EXERCISE INSTRUCTIONS -> Among the entries below, please show each line that carries the word "with".

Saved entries
┄┄┄┄┄┄
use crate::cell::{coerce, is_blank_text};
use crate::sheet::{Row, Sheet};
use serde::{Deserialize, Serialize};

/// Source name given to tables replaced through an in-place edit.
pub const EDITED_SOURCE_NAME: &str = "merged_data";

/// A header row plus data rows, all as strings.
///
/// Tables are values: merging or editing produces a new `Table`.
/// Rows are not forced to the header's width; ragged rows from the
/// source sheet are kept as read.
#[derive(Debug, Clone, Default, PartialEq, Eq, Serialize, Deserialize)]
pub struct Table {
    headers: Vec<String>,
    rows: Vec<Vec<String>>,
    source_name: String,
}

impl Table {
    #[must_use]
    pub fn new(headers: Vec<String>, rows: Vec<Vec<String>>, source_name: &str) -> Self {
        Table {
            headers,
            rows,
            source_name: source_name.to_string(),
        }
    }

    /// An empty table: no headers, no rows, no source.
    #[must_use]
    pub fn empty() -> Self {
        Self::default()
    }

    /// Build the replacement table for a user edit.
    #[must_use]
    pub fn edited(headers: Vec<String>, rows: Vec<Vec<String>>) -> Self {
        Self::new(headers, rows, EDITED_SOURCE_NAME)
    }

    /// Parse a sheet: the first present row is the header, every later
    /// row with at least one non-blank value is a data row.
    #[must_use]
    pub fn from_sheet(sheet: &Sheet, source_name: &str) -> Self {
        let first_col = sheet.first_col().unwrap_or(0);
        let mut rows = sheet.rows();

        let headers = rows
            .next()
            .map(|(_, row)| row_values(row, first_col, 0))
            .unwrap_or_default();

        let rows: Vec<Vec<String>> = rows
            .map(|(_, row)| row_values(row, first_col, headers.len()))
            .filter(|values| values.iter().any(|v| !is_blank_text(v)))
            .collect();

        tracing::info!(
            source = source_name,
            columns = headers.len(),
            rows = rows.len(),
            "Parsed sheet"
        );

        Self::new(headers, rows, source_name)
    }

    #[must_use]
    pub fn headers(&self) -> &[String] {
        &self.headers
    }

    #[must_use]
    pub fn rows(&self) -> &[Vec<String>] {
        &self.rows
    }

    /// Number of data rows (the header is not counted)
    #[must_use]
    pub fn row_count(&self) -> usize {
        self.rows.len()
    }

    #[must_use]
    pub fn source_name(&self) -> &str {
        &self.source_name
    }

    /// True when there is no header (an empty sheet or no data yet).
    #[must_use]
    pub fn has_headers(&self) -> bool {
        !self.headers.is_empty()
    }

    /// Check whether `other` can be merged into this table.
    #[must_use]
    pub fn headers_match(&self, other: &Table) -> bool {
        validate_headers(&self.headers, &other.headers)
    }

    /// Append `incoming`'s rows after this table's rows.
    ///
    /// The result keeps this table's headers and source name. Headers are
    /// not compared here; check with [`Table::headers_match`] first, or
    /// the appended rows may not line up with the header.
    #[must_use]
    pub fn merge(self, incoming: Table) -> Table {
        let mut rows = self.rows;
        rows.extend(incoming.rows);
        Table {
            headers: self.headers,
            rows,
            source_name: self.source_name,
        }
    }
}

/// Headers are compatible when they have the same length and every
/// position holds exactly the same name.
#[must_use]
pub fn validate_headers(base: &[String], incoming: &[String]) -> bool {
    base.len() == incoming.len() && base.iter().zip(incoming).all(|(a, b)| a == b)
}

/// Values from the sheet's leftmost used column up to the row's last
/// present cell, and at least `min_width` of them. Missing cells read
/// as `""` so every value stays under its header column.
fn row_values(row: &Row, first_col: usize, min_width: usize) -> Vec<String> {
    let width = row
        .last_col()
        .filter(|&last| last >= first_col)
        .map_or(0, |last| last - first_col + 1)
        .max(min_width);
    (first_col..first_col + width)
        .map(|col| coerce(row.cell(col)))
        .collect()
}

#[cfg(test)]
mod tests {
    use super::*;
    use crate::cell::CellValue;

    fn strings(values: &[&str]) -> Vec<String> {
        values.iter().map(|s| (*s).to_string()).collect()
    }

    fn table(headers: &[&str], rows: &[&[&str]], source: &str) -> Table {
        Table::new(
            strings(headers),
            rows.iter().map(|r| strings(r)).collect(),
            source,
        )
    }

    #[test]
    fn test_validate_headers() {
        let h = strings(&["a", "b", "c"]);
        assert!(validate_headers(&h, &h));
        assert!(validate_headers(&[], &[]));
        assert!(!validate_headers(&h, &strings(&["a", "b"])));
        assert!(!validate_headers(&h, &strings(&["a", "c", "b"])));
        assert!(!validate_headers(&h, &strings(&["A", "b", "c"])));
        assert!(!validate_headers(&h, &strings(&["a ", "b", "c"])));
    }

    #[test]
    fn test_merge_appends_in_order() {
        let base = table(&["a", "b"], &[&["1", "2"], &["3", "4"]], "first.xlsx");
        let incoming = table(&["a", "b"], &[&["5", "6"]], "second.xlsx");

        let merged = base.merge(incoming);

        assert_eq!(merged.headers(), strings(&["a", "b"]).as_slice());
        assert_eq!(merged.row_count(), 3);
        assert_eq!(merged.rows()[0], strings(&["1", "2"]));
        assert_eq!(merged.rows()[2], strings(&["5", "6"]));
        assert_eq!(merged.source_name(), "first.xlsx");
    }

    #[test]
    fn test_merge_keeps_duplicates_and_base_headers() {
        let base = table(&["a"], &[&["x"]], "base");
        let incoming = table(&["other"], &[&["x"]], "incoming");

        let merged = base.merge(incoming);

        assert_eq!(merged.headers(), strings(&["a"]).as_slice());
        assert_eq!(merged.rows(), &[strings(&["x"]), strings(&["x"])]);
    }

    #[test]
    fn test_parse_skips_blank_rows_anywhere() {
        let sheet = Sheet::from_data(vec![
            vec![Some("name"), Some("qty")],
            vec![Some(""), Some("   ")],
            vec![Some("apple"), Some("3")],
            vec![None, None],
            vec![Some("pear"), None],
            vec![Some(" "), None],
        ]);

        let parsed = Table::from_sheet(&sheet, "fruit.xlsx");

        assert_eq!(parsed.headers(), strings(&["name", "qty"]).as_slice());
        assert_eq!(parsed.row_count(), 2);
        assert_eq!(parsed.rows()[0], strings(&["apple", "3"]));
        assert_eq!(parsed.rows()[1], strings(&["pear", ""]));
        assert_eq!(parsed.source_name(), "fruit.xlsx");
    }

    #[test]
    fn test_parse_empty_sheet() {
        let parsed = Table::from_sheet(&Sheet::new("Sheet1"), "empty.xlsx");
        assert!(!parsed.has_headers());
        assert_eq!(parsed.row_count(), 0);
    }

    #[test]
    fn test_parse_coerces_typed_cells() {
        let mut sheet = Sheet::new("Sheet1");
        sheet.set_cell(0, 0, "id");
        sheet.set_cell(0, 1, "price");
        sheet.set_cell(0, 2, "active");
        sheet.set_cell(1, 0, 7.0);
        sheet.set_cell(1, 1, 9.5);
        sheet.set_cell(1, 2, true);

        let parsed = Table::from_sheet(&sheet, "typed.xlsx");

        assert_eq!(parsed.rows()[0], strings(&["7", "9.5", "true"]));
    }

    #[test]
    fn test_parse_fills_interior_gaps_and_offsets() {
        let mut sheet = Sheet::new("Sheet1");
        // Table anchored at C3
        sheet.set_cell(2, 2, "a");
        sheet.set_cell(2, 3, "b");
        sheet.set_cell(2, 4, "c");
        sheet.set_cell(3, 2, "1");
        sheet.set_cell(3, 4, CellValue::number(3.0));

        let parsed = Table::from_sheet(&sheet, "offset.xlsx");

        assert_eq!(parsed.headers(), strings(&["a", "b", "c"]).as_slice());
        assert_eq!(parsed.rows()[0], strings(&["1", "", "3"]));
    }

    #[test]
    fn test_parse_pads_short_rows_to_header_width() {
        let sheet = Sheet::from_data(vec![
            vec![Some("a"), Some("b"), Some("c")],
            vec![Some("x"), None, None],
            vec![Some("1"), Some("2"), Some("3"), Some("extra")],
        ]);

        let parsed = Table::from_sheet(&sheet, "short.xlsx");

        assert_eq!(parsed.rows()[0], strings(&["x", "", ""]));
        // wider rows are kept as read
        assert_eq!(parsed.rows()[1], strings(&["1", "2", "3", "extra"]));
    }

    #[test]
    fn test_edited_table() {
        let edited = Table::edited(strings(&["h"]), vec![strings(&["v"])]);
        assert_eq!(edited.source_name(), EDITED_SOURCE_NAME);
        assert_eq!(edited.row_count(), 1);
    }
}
┄┄┄┄┄┄
RESULT OF THIS EXERCISE ->
    /// row with at least one non-blank value is a data row.
    /// not compared here; check with [`Table::headers_match`] first, or
    /// the appended rows may not line up with the header.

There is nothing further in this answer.